• EXERCISE GOAL: Copy each line that includes the string "round" from the material into your answer.

━━ EXERCISE MATERIALS

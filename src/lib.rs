//! SchoolSystem - 学校管理平台后端服务
//!
//! 基于 Actix Web 构建的高性能教务管理系统后端，覆盖院系、学年学期、
//! 课程、开课、选课、作业、考勤与仪表盘。
//!
//! # 架构
//! - `cache`: 缓存层（Moka/Redis）
//! - `config`: 配置管理
//! - `entity`: SeaORM 数据库实体
//! - `errors`: 统一错误处理
//! - `middlewares`: 认证授权中间件
//! - `models`: 数据模型定义
//! - `routes`: API 路由层
//! - `runtime`: 运行时生命周期管理
//! - `services`: 业务逻辑层
//! - `storage`: 数据存储层（SeaORM）
//! - `utils`: 工具函数

pub mod cache;
pub mod config;
pub mod entity;
pub mod errors;
pub mod middlewares;
pub mod models;
pub mod routes;
pub mod runtime;
pub mod services;
pub mod storage;
pub mod utils;
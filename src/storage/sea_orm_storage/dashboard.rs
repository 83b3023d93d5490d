//! 仪表盘聚合查询
//!
//! 三种角色各自一个载荷，服务层在认证阶段确定身份后调对应方法，
//! 这里不做角色判断。

use super::SeaOrmStorage;
use crate::entity::course_offerings::{Column as OfferingColumn, Entity as CourseOfferings};
use crate::entity::enrollments::{Column as EnrollmentColumn, Entity as Enrollments};
use crate::entity::prelude::{Semesters, Students, Teachers};
use crate::entity::semesters::Column as SemesterColumn;
use crate::errors::{Result, SchoolSystemError};
use crate::models::dashboard::responses::DashboardResponse;
use crate::models::enrollments::entities::gpa_from_grades;
use sea_orm::{
    ColumnTrait, EntityTrait, PaginatorTrait, QueryFilter, QuerySelect,
};

impl SeaOrmStorage {
    /// 管理员总览
    pub async fn admin_dashboard_impl(&self) -> Result<DashboardResponse> {
        let total_students = self.count_students_impl().await?;
        let total_teachers = self.count_teachers_impl().await?;
        let total_departments = self.count_departments_impl().await? as i64;

        // 有开放开课的课程数，同一课程多个班只算一次
        let active_courses = CourseOfferings::find()
            .select_only()
            .column(OfferingColumn::CourseId)
            .filter(OfferingColumn::IsActive.eq(true))
            .distinct()
            .count(&self.db)
            .await
            .map_err(|e| SchoolSystemError::database_operation(format!("统计开课课程失败: {e}")))?
            as i64;

        Ok(DashboardResponse::Admin {
            total_students,
            total_teachers,
            active_courses,
            total_departments,
        })
    }

    /// 学生学业概况
    pub async fn student_dashboard_impl(&self, student_id: i64) -> Result<DashboardResponse> {
        let student = Students::find_by_id(student_id)
            .one(&self.db)
            .await
            .map_err(|e| SchoolSystemError::database_operation(format!("查询学生失败: {e}")))?;
        if student.is_none() {
            return Err(SchoolSystemError::not_found("学生不存在"));
        }

        let graded = self.graded_history(student_id).await?;
        let rows: Vec<_> = graded.iter().map(|(_, g, c)| (*g, *c)).collect();
        let gpa = (gpa_from_grades(&rows) * 100.0).round() / 100.0;

        let attendance = self
            .student_attendance_summary(student_id, None, None)
            .await?;
        let attendance_percentage = (attendance.attendance_rate * 10.0).round() / 10.0;

        let current_course_count = self.current_course_count(student_id).await?;
        let recent_submissions = self.recent_student_submissions(student_id, 5).await?;

        Ok(DashboardResponse::Student {
            gpa,
            attendance_percentage,
            current_course_count,
            recent_submissions,
        })
    }

    /// 教师开课概况
    pub async fn teacher_dashboard_impl(&self, teacher_id: i64) -> Result<DashboardResponse> {
        let teacher = Teachers::find_by_id(teacher_id)
            .one(&self.db)
            .await
            .map_err(|e| SchoolSystemError::database_operation(format!("查询教师失败: {e}")))?;
        if teacher.is_none() {
            return Err(SchoolSystemError::not_found("教师不存在"));
        }

        let offerings = self.offerings_taught_by(teacher_id).await?;
        let offering_count = offerings.len() as i64;
        let total_enrollment = offerings.iter().map(|o| o.current_enrollment).sum();

        Ok(DashboardResponse::Teacher {
            offering_count,
            total_enrollment,
            offerings,
        })
    }

    // 当前学期内的活跃选课数，没有当前学期时为 0
    async fn current_course_count(&self, student_id: i64) -> Result<i64> {
        let current = Semesters::find()
            .filter(SemesterColumn::IsCurrent.eq(true))
            .one(&self.db)
            .await
            .map_err(|e| SchoolSystemError::database_operation(format!("查询当前学期失败: {e}")))?;

        let Some(semester) = current else {
            return Ok(0);
        };

        let offering_ids: Vec<i64> = CourseOfferings::find()
            .select_only()
            .column(OfferingColumn::Id)
            .filter(OfferingColumn::SemesterId.eq(semester.id))
            .into_tuple()
            .all(&self.db)
            .await
            .map_err(|e| SchoolSystemError::database_operation(format!("查询开课失败: {e}")))?;

        if offering_ids.is_empty() {
            return Ok(0);
        }

        let count = Enrollments::find()
            .filter(EnrollmentColumn::StudentId.eq(student_id))
            .filter(EnrollmentColumn::CourseOfferingId.is_in(offering_ids))
            .filter(EnrollmentColumn::Withdrawn.eq(false))
            .count(&self.db)
            .await
            .map_err(|e| SchoolSystemError::database_operation(format!("统计选课失败: {e}")))?;

        Ok(count as i64)
    }
}

#[cfg(test)]
mod tests {
    use crate::models::assignments::requests::CreateAssignmentRequest;
    use crate::models::attendance::requests::MarkAttendanceRequest;
    use crate::models::dashboard::responses::DashboardResponse;
    use crate::models::enrollments::entities::{Grade, RegistrationOutcome};
    use crate::models::enrollments::requests::{GradeRowUpdate, UpdateGradesRequest};
    use crate::models::offerings::requests::UpdateOfferingRequest;
    use crate::storage::sea_orm_storage::test_seed::{seed_offering, seed_student, seed_teacher};

    #[tokio::test]
    async fn test_admin_dashboard_counts() {
        let storage = crate::storage::sea_orm_storage::test_storage().await;
        let offering_id = seed_offering(&storage, 30).await;
        let student_id = seed_student(&storage, "S2024001").await;
        seed_teacher(&storage, "T2001").await;
        storage
            .register_enrollment_impl(student_id, offering_id)
            .await
            .unwrap();

        let dashboard = storage.admin_dashboard_impl().await.unwrap();
        match dashboard {
            DashboardResponse::Admin {
                total_students,
                total_teachers,
                active_courses,
                total_departments,
            } => {
                assert_eq!(total_students, 1);
                assert_eq!(total_teachers, 1);
                assert_eq!(active_courses, 1);
                assert_eq!(total_departments, 1);
            }
            other => panic!("unexpected dashboard: {other:?}"),
        }
    }

    #[tokio::test]
    async fn test_student_dashboard_gpa_and_counts() {
        let storage = crate::storage::sea_orm_storage::test_storage().await;
        let offering_id = seed_offering(&storage, 30).await;
        let student_id = seed_student(&storage, "S2024002").await;

        let enrollment = match storage
            .register_enrollment_impl(student_id, offering_id)
            .await
            .unwrap()
        {
            RegistrationOutcome::Registered(e) => e,
            other => panic!("unexpected outcome: {other:?}"),
        };

        // 录入 B 等第，3 学分课程，GPA = 3.0
        storage
            .update_grades_impl(
                offering_id,
                UpdateGradesRequest {
                    rows: vec![GradeRowUpdate {
                        enrollment_id: enrollment.id,
                        grade: Some(Grade::B),
                        assignment_score: Some(25.0),
                        midterm_score: Some(24.0),
                        final_score: Some(33.0),
                    }],
                },
            )
            .await
            .unwrap();

        // 出勤 2/3
        for (day, present) in [(1, true), (2, true), (3, false)] {
            storage
                .mark_student_attendance_impl(MarkAttendanceRequest {
                    person_id: student_id,
                    date: chrono::NaiveDate::from_ymd_opt(2024, 10, day),
                    is_present: present,
                    note: None,
                })
                .await
                .unwrap();
        }

        let assignment = storage
            .create_assignment_impl(CreateAssignmentRequest {
                course_offering_id: offering_id,
                title: "第一次作业".to_string(),
                description: None,
                due_date: chrono::NaiveDate::from_ymd_opt(2030, 1, 1).unwrap(),
                total_marks: 100.0,
            })
            .await
            .unwrap();
        storage
            .submit_assignment_impl(assignment.id, student_id)
            .await
            .unwrap();

        let dashboard = storage.student_dashboard_impl(student_id).await.unwrap();
        match dashboard {
            DashboardResponse::Student {
                gpa,
                attendance_percentage,
                current_course_count,
                recent_submissions,
            } => {
                assert!((gpa - 3.0).abs() < 1e-9);
                assert!((attendance_percentage - 66.7).abs() < 1e-9);
                assert_eq!(current_course_count, 1);
                assert_eq!(recent_submissions.len(), 1);
            }
            other => panic!("unexpected dashboard: {other:?}"),
        }
    }

    #[tokio::test]
    async fn test_student_dashboard_empty_history() {
        let storage = crate::storage::sea_orm_storage::test_storage().await;
        let student_id = seed_student(&storage, "S2024003").await;

        let dashboard = storage.student_dashboard_impl(student_id).await.unwrap();
        match dashboard {
            DashboardResponse::Student {
                gpa,
                attendance_percentage,
                current_course_count,
                recent_submissions,
            } => {
                assert_eq!(gpa, 0.0);
                assert_eq!(attendance_percentage, 0.0);
                assert_eq!(current_course_count, 0);
                assert!(recent_submissions.is_empty());
            }
            other => panic!("unexpected dashboard: {other:?}"),
        }
    }

    #[tokio::test]
    async fn test_teacher_dashboard_offerings() {
        let storage = crate::storage::sea_orm_storage::test_storage().await;
        let offering_id = seed_offering(&storage, 30).await;
        let teacher_id = seed_teacher(&storage, "T2002").await;
        let student_id = seed_student(&storage, "S2024004").await;

        storage
            .update_offering_impl(
                offering_id,
                UpdateOfferingRequest {
                    teacher_id: Some(teacher_id),
                    max_students: None,
                    schedule: None,
                    is_active: None,
                },
            )
            .await
            .unwrap();
        storage
            .register_enrollment_impl(student_id, offering_id)
            .await
            .unwrap();

        let dashboard = storage.teacher_dashboard_impl(teacher_id).await.unwrap();
        match dashboard {
            DashboardResponse::Teacher {
                offering_count,
                total_enrollment,
                offerings,
            } => {
                assert_eq!(offering_count, 1);
                assert_eq!(total_enrollment, 1);
                assert_eq!(offerings[0].course_code, "CS101");
            }
            other => panic!("unexpected dashboard: {other:?}"),
        }
    }
}
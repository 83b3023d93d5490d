use actix_web::{HttpRequest, HttpResponse, Result as ActixResult};

use super::EnrollmentService;
use crate::errors::SchoolSystemError;
use crate::models::{ApiResponse, ErrorCode};

pub async fn get_roster(
    service: &EnrollmentService,
    offering_id: i64,
    request: &HttpRequest,
) -> ActixResult<HttpResponse> {
    let storage = service.get_storage(request);

    match storage.get_offering_roster(offering_id).await {
        Ok(roster) => Ok(HttpResponse::Ok().json(ApiResponse::success(
            roster,
            "Roster retrieved successfully",
        ))),
        Err(SchoolSystemError::NotFound(msg)) => Ok(HttpResponse::NotFound()
            .json(ApiResponse::error_empty(ErrorCode::OfferingNotFound, msg))),
        Err(e) => Ok(
            HttpResponse::InternalServerError().json(ApiResponse::error_empty(
                ErrorCode::InternalServerError,
                format!("Failed to retrieve roster: {e}"),
            )),
        ),
    }
}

━━━━

• EXERCISE OUTPUT:
        let gpa = (gpa_from_grades(&rows) * 100.0).round() / 100.0;
        let attendance_percentage = (attendance.attendance_rate * 10.0).round() / 10.0;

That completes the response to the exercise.